The main theme, highlighted in the work, is that of Christ being deposed from the Cross which stands out in all its dramatic plasticity in the foreground. But the painting, as a whole, has a broader scope and represents a synthesis of the salient moments of the Passion of Christ and an epic of the Cross, depicted in the three panels of the predella. The central scene, placed in the foreground, sees two followers, climbing stairs supported by Nicodemus and Joseph, intent on supporting, with white linen, the body of Jesus freed from the nails that hung him on the Cross. At his feet, a group of figures, in the center of which the Madonna appears, fainted and abandoned on the knees of a pious woman; further away, the Magdalene standing under the Cross, in the compassionate and symbolic gesture of collecting the blood of the Crucifix in her hands joined and open in the shape of a basin. There is also John, the beloved disciple, who could not miss in the moment of pain. With a notable historical leap, to connect the scenes represented in the predella below to the central theme, next to the Madonna stands the figure of Elena (the mother of Constantine), richly dressed, with her fingers intertwined and absorbed in meditation. But the cycle does not end here and we can see in the background, at the top left, the three crosses, symbol of the crucifixion, while on the right the transfer of the body into the sepulcher takes place.

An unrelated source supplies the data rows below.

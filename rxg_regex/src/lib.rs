/**
 * Extended regular expressions: parsing into a syntax tree, analysis,
 * re-serialization, and compilation into minimal automata.
 */

extern crate rxg_dense_fsa;

mod alphabet;
mod analyze;
mod compile;
mod display;
mod error;
mod syntax;

pub mod ast;
pub mod parser;

use std::collections::BTreeSet;
use std::fmt;

pub use rxg_dense_fsa::Automaton;

pub use alphabet::Alphabet;
pub use analyze::{identifiers, used_alphabet};
pub use ast::Node;
pub use compile::{AutomatonProvider, CompileOptions, Compiler};
pub use error::{CompileError, ProviderError, SyntaxError, SyntaxErrorReason};
pub use syntax::SyntaxOptions;

/// A parsed pattern together with the alphabet it was parsed against.
#[derive(Debug, Clone, PartialEq, Eq)]
pub struct Regex {
    node: Node,
    alphabet: Option<Alphabet>,
}

impl Regex {
    /// Parses a pattern with every syntax extension and the default alphabet.
    pub fn new(pattern: &str) -> Result<Self, SyntaxError> {
        Self::with_options(pattern, None, SyntaxOptions::ALL)
    }

    pub fn with_options(pattern: &str, alphabet: Option<Alphabet>, options: SyntaxOptions) -> Result<Self, SyntaxError> {
        let node = parser::parse_with(pattern, options, alphabet.as_ref())?;
        Ok(Self{ node, alphabet })
    }

    pub fn node(&self) -> &Node {
        &self.node
    }

    pub fn alphabet(&self) -> Option<&Alphabet> {
        self.alphabet.as_ref()
    }

    /// The characters the pattern can use, sorted.
    pub fn used_alphabet(&self) -> String {
        used_alphabet(&self.node, self.alphabet()).into_iter().collect()
    }

    /// The names of all automaton references.
    pub fn identifiers(&self) -> BTreeSet<String> {
        identifiers(&self.node)
    }

    /// A compiler set up with this pattern's alphabet, to be extended with
    /// references and options.
    pub fn compiler(&self) -> Compiler<'_> {
        Compiler::new(self.alphabet())
    }

    /// Compiles the pattern without any references available.
    pub fn to_automaton(&self) -> Result<Automaton, CompileError> {
        self.compiler().compile(&self.node)
    }
}

impl fmt::Display for Regex {
    fn fmt(&self, f: &mut fmt::Formatter<'_>) -> fmt::Result {
        write!(f, "{}", self.node)
    }
}
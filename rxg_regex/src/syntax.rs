/**
 * Optional grammar extensions.
 */

use std::ops::{BitAnd, BitOr, Not};

/// A set of optional productions the parser accepts. When an extension is
/// disabled, its trigger character is parsed as an ordinary literal.
#[derive(Debug, Clone, Copy, PartialEq, Eq, Hash)]
pub struct SyntaxOptions(u8);

impl SyntaxOptions {
    pub const NONE: Self = Self(0);
    /// `a&b`
    pub const INTERSECTION: Self = Self(0x01);
    /// `~a`
    pub const COMPLEMENT: Self = Self(0x02);
    /// `#`
    pub const EMPTY: Self = Self(0x04);
    /// `@`
    pub const ANY_STRING: Self = Self(0x08);
    /// `<name>`
    pub const AUTOMATON: Self = Self(0x10);
    /// `<min-max>`
    pub const INTERVAL: Self = Self(0x20);
    pub const ALL: Self = Self(0x3f);

    /// Checks if every extension in `other` is enabled.
    pub fn contains(self, other: Self) -> bool {
        self.0 & other.0 == other.0
    }
}

impl Default for SyntaxOptions {
    fn default() -> Self {
        Self::ALL
    }
}

impl BitOr for SyntaxOptions {
    type Output = Self;

    fn bitor(self, rhs: Self) -> Self {
        Self(self.0 | rhs.0)
    }
}

impl BitAnd for SyntaxOptions {
    type Output = Self;

    fn bitand(self, rhs: Self) -> Self {
        Self(self.0 & rhs.0)
    }
}

impl Not for SyntaxOptions {
    type Output = Self;

    fn not(self) -> Self {
        Self(!self.0 & Self::ALL.0)
    }
}

// Tests ///////////////////////////////////////////////////////////////////////
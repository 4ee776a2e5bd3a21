/**
 * Minimization. The result is trimmed (every state is reachable and can reach
 * an accepting state), minimal, and numbered in breadth-first order from the
 * initial state, so equal languages produce equal automata.
 */

use std::collections::{HashMap, VecDeque};
use log::debug;
use crate::dfa::{Automaton, State, Transition};

/// The outgoing behaviour of a state in terms of the current partition:
/// (min, max, class of the target) with neighbouring ranges into the same
/// class merged.
type Signature = Vec<(char, char, usize)>;

impl Automaton {
    /// Minimizes the automaton in place.
    pub fn minimize(&mut self) {
        let before = self.state_count();
        let result = self.minimized();
        debug!("minimized automaton from {} to {} states", before, result.state_count());
        *self = result;
    }

    /// The minimal automaton accepting the same language.
    pub fn minimized(&self) -> Self {
        let keep = self.useful_states();
        if !keep[self.start.id()] {
            return Automaton::new();
        }

        let class = self.partition(&keep);
        self.rebuild(&keep, &class)
    }

    /// States that are both reachable and co-reachable.
    fn useful_states(&self) -> Vec<bool> {
        let reachable = self.reachable();

        let mut reverse: Vec<Vec<usize>> = vec![Vec::new(); self.state_count()];
        for from in self.states() {
            for tr in self.transitions_from(&from) {
                reverse[tr.to.id()].push(from.id());
            }
        }

        let mut live = vec![false; self.state_count()];
        let mut stk: Vec<usize> = self.states()
            .filter(|s| self.is_accepting(s) && reachable[s.id()])
            .map(|s| s.id())
            .collect();
        for s in &stk {
            live[*s] = true;
        }
        while let Some(s) = stk.pop() {
            for from in &reverse[s] {
                if reachable[*from] && !live[*from] {
                    live[*from] = true;
                    stk.push(*from);
                }
            }
        }

        live
    }

    fn signature(&self, state: &State, keep: &[bool], class: &[usize]) -> Signature {
        let mut sig: Signature = Vec::new();
        for tr in self.transitions_from(state) {
            if !keep[tr.to.id()] {
                continue;
            }
            let target = class[tr.to.id()];
            if let Some(last) = sig.last_mut() {
                if last.2 == target && tr.interval().is_touching(&rxg_intervals::Interval::new(last.0, last.1)) {
                    last.1 = tr.max;
                    continue;
                }
            }
            sig.push((tr.min, tr.max, target));
        }
        sig
    }

    /// Moore-style partition refinement over the useful states. Returns the
    /// class of every useful state.
    fn partition(&self, keep: &[bool]) -> Vec<usize> {
        let mut class: Vec<usize> = self.accepting.iter().map(|a| if *a { 1 } else { 0 }).collect();
        let mut class_count = 0;

        loop {
            let mut ids: HashMap<(usize, Signature), usize> = HashMap::new();
            let mut next = vec![usize::MAX; self.state_count()];
            for s in self.states().filter(|s| keep[s.id()]) {
                let key = (class[s.id()], self.signature(&s, keep, &class));
                let fresh = ids.len();
                next[s.id()] = *ids.entry(key).or_insert(fresh);
            }

            let new_count = ids.len();
            class = next;
            if new_count == class_count {
                return class;
            }
            class_count = new_count;
        }
    }

    /// Builds the quotient automaton, numbering classes breadth-first.
    fn rebuild(&self, keep: &[bool], class: &[usize]) -> Self {
        // A representative state for every class
        let mut representative: HashMap<usize, State> = HashMap::new();
        for s in self.states().filter(|s| keep[s.id()]) {
            representative.entry(class[s.id()]).or_insert(s);
        }

        let mut result = Automaton::new();
        let mut numbering: HashMap<usize, State> = HashMap::new();
        let mut queue = VecDeque::new();

        let start_class = class[self.start.id()];
        numbering.insert(start_class, result.initial());
        queue.push_back(start_class);

        while let Some(c) = queue.pop_front() {
            let rep = representative[&c];
            let from = numbering[&c];
            result.set_accepting(from, self.is_accepting(&rep));

            for (min, max, target) in self.signature(&rep, keep, class) {
                let to = match numbering.get(&target) {
                    Some(existing) => *existing,
                    None => {
                        let fresh = result.unique_state();
                        numbering.insert(target, fresh);
                        queue.push_back(target);
                        fresh
                    },
                };
                result.transitions[from.id()].push(Transition{ min, max, to });
            }
        }

        result
    }
}

// Tests ///////////////////////////////////////////////////////////////////////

Below, in the three small panels of the predella, the legend of the discovery of the true Cross of Christ is entrusted to the colors, according to a very widespread tradition in the Middle Ages that had its roots in the “Golden Legend” of Iacopo da Varagine. The story begins with the queen of Sheba visiting Solomon (curiously reported on the center tablet) who, inspired from above, kneels to worship a large wooden trunk that served as a bridge over a small stream. Legend has it that this trunk became the Cross of Christ. The narrative cycle of the epic of the Cross continues with Constantine throwing havoc in the armies of Maxentius, unleashing a golden cross as he had been suggested in the dream (tablet on the left), and with his mother Helen who finds the true Cross on the Golgotha (central tablet). The tablet on the right takes a leap in time up to the 7th century, when the Persian king Chosroes, having conquered Jerusalem, took possession of the Cross and stolen it. The pictorial narration ends with the emperor Heraclius who, having recovered the cross, brings it triumphantly to Jerusalem.

On the sides of the painting rise two columns from which the profiles of elegant candelabra bounce, finely worked and surmounted by the writing. “ Lucas Siquorellus de Cortona Pictor pingebat ”.

 

Note:

1. See in this regard the valuable work by Pietro Vispi, The Collegiate Church of Santa Maria della Reggia, Ed. Scuola Radio Elettra & MSpa, Città di Castello, 2002.

2. See Umberto Pesci, History of Umbertide, p. 112, R. Fruttini Typography, Gualdo Tadino. 1932.

3. Op. Cit., P. 234.

4. Archive of Santa Croce, catalog no. 22, years 1609/1686, paper 32.

5. Op. Cit., P. 332.

6. It is an unusual and ingenious way to indicate the date of 4 September 1617, the day on which the reconstruction of the bridge was solemnly inaugurated. To understand this strange dating we must refer to the mentality and culture of the time, which saw in some biblical events, including the universal flood that regenerated corrupt humanity, the fundamental stages of human history. According to biblical chronology, which has no scientific basis, the flood occurred 1,657 years after the creation of Adam (see Genesis chapters 5, 6, 7 and 8) and the birth of Christ after 3,950 from the same creation. So we get: 3.950 - 1.657 = 2.293 years BC, which added to the 1.617 AD correspond to the 3.910 years of the epigraph.

7. Antonio Guerrini, Op. Cit., Pp. 221 et seq. / Umberto Pesci, Op. Cit., Pp. 115 et seq.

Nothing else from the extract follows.